A perda gradativa de massa óssea é uma condição normal e esperada do envelhecimento. Contudo, desde que não seja secundária a uma outra doença, a perda acelerada e excessiva que caracteriza a osteoporose pode ser evitada. Algumas recomendações ajudam na prevenção desde sempre mas principalmente depois que entramos nos ENTA:

– Boa ingestão diária de alimentos ricos em cálcio (cerca de 1200 UI de cálcio por dia);
– Prática regular de exercícios físicos que que estimulam a formação óssea e previnem a reabsorção como caminhada, hidroginástica, dança, Pilates;
– Exposição moderada ao sol diariamente para que ocorra a síntese da vitamina D (uns 15-20 minutos pela manhã são suficientes);
– Evitar os velhos conhecidos hábitos deletérios: tabagismo e consumo excessivo álcool.

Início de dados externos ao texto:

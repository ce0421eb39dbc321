// Copyright (c) 2025 - MV Consulting
//! Custom Domain Name Value Object with DNS Validation Invariants

use serde::{Deserialize, Serialize};
use std::fmt;
use thiserror::Error;

/// Domain name validation error
#[derive(Debug, Error, Clone, PartialEq, Eq)]
pub enum DomainNameError {
    #[error("Domain name is empty")]
    Empty,

    #[error("Domain name contains an empty label: {0}")]
    EmptyLabel(String),

    #[error("Domain name exceeds maximum length of 253 characters: {0}")]
    TooLong(usize),

    #[error("Label exceeds maximum length of 63 characters: {0}")]
    LabelTooLong(String),

    #[error("Invalid character in domain name: {0}")]
    InvalidCharacter(char),

    #[error("Label cannot start or end with hyphen: {0}")]
    InvalidLabelFormat(String),

    #[error("Top-level label cannot be all numeric: {0}")]
    NumericTld(String),

    #[error("Domain name must contain at least two labels")]
    NotQualified,
}

/// Custom domain the server is reachable under, e.g. `vscode.example.com`
///
/// Follows RFC 1123:
/// - Total length ≤ 253 characters
/// - Each label ≤ 63 characters, alphanumeric and hyphens only
/// - Labels cannot start or end with hyphens
/// - The top-level label cannot be all numeric
/// - At least two labels, since CloudFront aliases must be fully qualified
///
/// # Examples
///
/// ```rust
/// use cdk_vscode_server::domain::DomainName;
///
/// let domain = DomainName::new("vscode.example.com").unwrap();
/// assert_eq!(domain.apex(), Some("example.com"));
///
/// assert!(DomainName::new("localhost").is_err());
/// assert!(DomainName::new("-bad.example.com").is_err());
/// ```
#[derive(Debug, Clone, PartialEq, Eq, Hash, Serialize, Deserialize)]
#[serde(try_from = "String", into = "String")]
pub struct DomainName(String);

impl DomainName {
    /// Field name used when reporting invalid values
    pub const FIELD: &'static str = "domainName";

    /// Maximum total length (RFC 1123)
    pub const MAX_LENGTH: usize = 253;

    /// Maximum length for a single label (RFC 1123)
    pub const MAX_LABEL_LENGTH: usize = 63;

    pub fn new(domain: impl Into<String>) -> Result<Self, DomainNameError> {
        let domain = domain.into();

        if domain.is_empty() {
            return Err(DomainNameError::Empty);
        }

        if domain.len() > Self::MAX_LENGTH {
            return Err(DomainNameError::TooLong(domain.len()));
        }

        let labels: Vec<&str> = domain.split('.').collect();
        if labels.iter().any(|label| label.is_empty()) {
            return Err(DomainNameError::EmptyLabel(domain));
        }
        for label in &labels {
            Self::validate_label(label)?;
        }

        if labels.len() < 2 {
            return Err(DomainNameError::NotQualified);
        }

        if let Some(tld) = labels.last() {
            if tld.chars().all(|c| c.is_ascii_digit()) {
                return Err(DomainNameError::NumericTld(tld.to_string()));
            }
        }

        Ok(Self(domain))
    }

    fn validate_label(label: &str) -> Result<(), DomainNameError> {
        if label.len() > Self::MAX_LABEL_LENGTH {
            return Err(DomainNameError::LabelTooLong(label.to_string()));
        }

        if let Some(ch) = label
            .chars()
            .find(|ch| !ch.is_ascii_alphanumeric() && *ch != '-')
        {
            return Err(DomainNameError::InvalidCharacter(ch));
        }

        if label.starts_with('-') || label.ends_with('-') {
            return Err(DomainNameError::InvalidLabelFormat(label.to_string()));
        }

        Ok(())
    }

    pub fn as_str(&self) -> &str {
        &self.0
    }

    /// Everything after the first label
    pub fn apex(&self) -> Option<&str> {
        self.0.split_once('.').map(|(_, rest)| rest)
    }

    pub fn labels(&self) -> Vec<&str> {
        self.0.split('.').collect()
    }
}

impl fmt::Display for DomainName {
    fn fmt(&self, f: &mut fmt::Formatter<'_>) -> fmt::Result {
        write!(f, "{}", self.0)
    }
}

impl AsRef<str> for DomainName {
    fn as_ref(&self) -> &str {
        &self.0
    }
}

impl TryFrom<String> for DomainName {
    type Error = DomainNameError;

    fn try_from(value: String) -> Result<Self, Self::Error> {
        Self::new(value)
    }
}

impl TryFrom<&str> for DomainName {
    type Error = DomainNameError;

    fn try_from(value: &str) -> Result<Self, Self::Error> {
        Self::new(value)
    }
}

impl From<DomainName> for String {
    fn from(value: DomainName) -> Self {
        value.0
    }
}
// Raw listing text parsers shared by the importer and the seed loader.
//
// Every function here is total: unparseable input yields a safe default
// (0, `DiskType::Unknown`, amount "0" in EUR) instead of an error.
pub mod parse_disk_type;
pub mod parse_price;
pub mod parse_ram;
pub mod parse_storage;

pub use parse_disk_type::parse_disk_type;
pub use parse_price::{parse_price, ParsedPrice};
pub use parse_ram::parse_ram_gb;
pub use parse_storage::{parse_storage_gb, GB_PER_TB};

A osteoporose é uma doença sorrateira, não espere ela pegar você de surpresa. Podemos e devemos fazer nossa parte para evitar seus efeitos. Além dos cuidados acima, o check up clínico regular é imprescindível para identificar a necessidade de suplementação de cálcio ou vitamina D e exames mais específicos de forma preventiva ou mesmo detectar precocemente o início de um processo de osteoporose e estabelecer o plano de tratamento mais adequado. Aqui vale um alerta especiais à meninas com mais de 40 e aquelas que chegaram à menopausa: cuidem-se e conversem com seu médico.

Informação e prevenção são nossos maiores aliados!